Con la llegada del invierno, muchas personas aprovechan para hacer una escapada a la montaña, practicar deportes de nieve o descubrir las ciudades europeas vestidas con sus mejores galas navideñas. Sin embargo, el frío, la altitud, los cambios bruscos de temperatura o el aumento de la actividad física suponen un reto añadido para la salud y el bienestar. En este contexto, preparar adecuadamente el botiquín de viaje se convierte en un gesto esencial de prevención. Pequeñas molestias, caídas leves, dolores musculares o reacciones al frío pueden surgir tanto en un entorno natural como en un viaje urbano. Contar con los productos adecuados no solo aporta seguridad, sino que permite reaccionar con rapidez ante imprevistos y continuar disfrutando del viaje sin sobresaltos. Por ello, Mar Santamaria, Responsable de Atención de Farmacéutica de PromoFarma by DocMorris, explica qué debe incluir un botiquín de viaje en invierno, adaptándolo tanto a escapadas de montaña y nieve como a desplazamientos urbanos, siempre priorizando la ligereza, la practicidad y la prevención.

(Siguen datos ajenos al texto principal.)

use serde::{Deserialize, Serialize};
use smallvec::SmallVec;

use crate::*;

/// Player-visible state of a single cell.
#[derive(Copy, Clone, Debug, Default, PartialEq, Eq, Serialize, Deserialize)]
pub enum CellState {
    #[default]
    Hidden,
    Revealed,
    Flagged,
}

impl CellState {
    pub const fn is_hidden(self) -> bool {
        matches!(self, Self::Hidden)
    }

    pub const fn is_revealed(self) -> bool {
        matches!(self, Self::Revealed)
    }

    pub const fn is_flagged(self) -> bool {
        matches!(self, Self::Flagged)
    }
}

/// One grid position.
///
/// Neighbors are stored as coordinates into the owning [`Grid`], they are filled in once when the
/// grid is built and never change afterwards.
#[derive(Clone, Debug, PartialEq, Serialize, Deserialize)]
pub struct Cell {
    coords: Coord2,
    is_mine: bool,
    state: CellState,
    adjacent_mines: u8,
    neighbors: SmallVec<[Coord2; 8]>,
}

impl Cell {
    pub(crate) fn new(coords: Coord2) -> Self {
        Self {
            coords,
            is_mine: false,
            state: CellState::Hidden,
            adjacent_mines: 0,
            neighbors: SmallVec::new(),
        }
    }

    pub fn coords(&self) -> Coord2 {
        self.coords
    }

    pub fn row(&self) -> Coord {
        self.coords.0
    }

    pub fn column(&self) -> Coord {
        self.coords.1
    }

    pub fn is_mine(&self) -> bool {
        self.is_mine
    }

    pub fn state(&self) -> CellState {
        self.state
    }

    /// Number of mined neighbors. Only meaningful once mines have been placed.
    pub fn adjacent_mine_count(&self) -> u8 {
        self.adjacent_mines
    }

    pub fn neighbors(&self) -> &[Coord2] {
        &self.neighbors
    }

    pub(crate) fn connect(&mut self, neighbors: impl IntoIterator<Item = Coord2>) {
        debug_assert!(self.neighbors.is_empty(), "neighbors are connected once");
        self.neighbors.extend(neighbors);
    }

    pub(crate) fn set_mine(&mut self, is_mine: bool) {
        self.is_mine = is_mine;
    }

    pub(crate) fn set_state(&mut self, state: CellState) {
        self.state = state;
    }

    pub(crate) fn set_adjacent_mine_count(&mut self, count: u8) {
        self.adjacent_mines = count;
    }
}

Botiquín básico para escapadas de montaña y nieve

“En actividades como senderismo invernal, esquí o rutas con raquetas de nieve, es fundamental llevar un botiquín ligero y bien organizado, preferiblemente en un neceser estanco. Debe incluir material básico para curas, como guantes desechables, soluciones desinfectantes, apósitos y gasas, además de elementos como venda elástica, esparadrapo, pinzas y tijeras pequeñas”, explica Mar Santamaria. “A nivel de medicación, es suficiente con llevar algún analgésico sin receta para dolores leves o molestias musculares, junto con la medicación habitual necesaria para el día. En personas con tendencia a reacciones alérgicas, conviene añadir un tratamiento específico para este tipo de episodios”, añade la experta. Aunque las temperaturas sean bajas, la protección solar sigue siendo imprescindible en la montaña, ya que la radiación se intensifica con la altitud y el reflejo de la nieve. Un fotoprotector en formato compacto y unas gafas de sol ayudan a prevenir quemaduras y daños oculares. Para excursiones de mayor duración, también se recomienda llevar una manta térmica y una luz frontal, elementos que apenas pesan y pueden resultar clave ante una emergencia.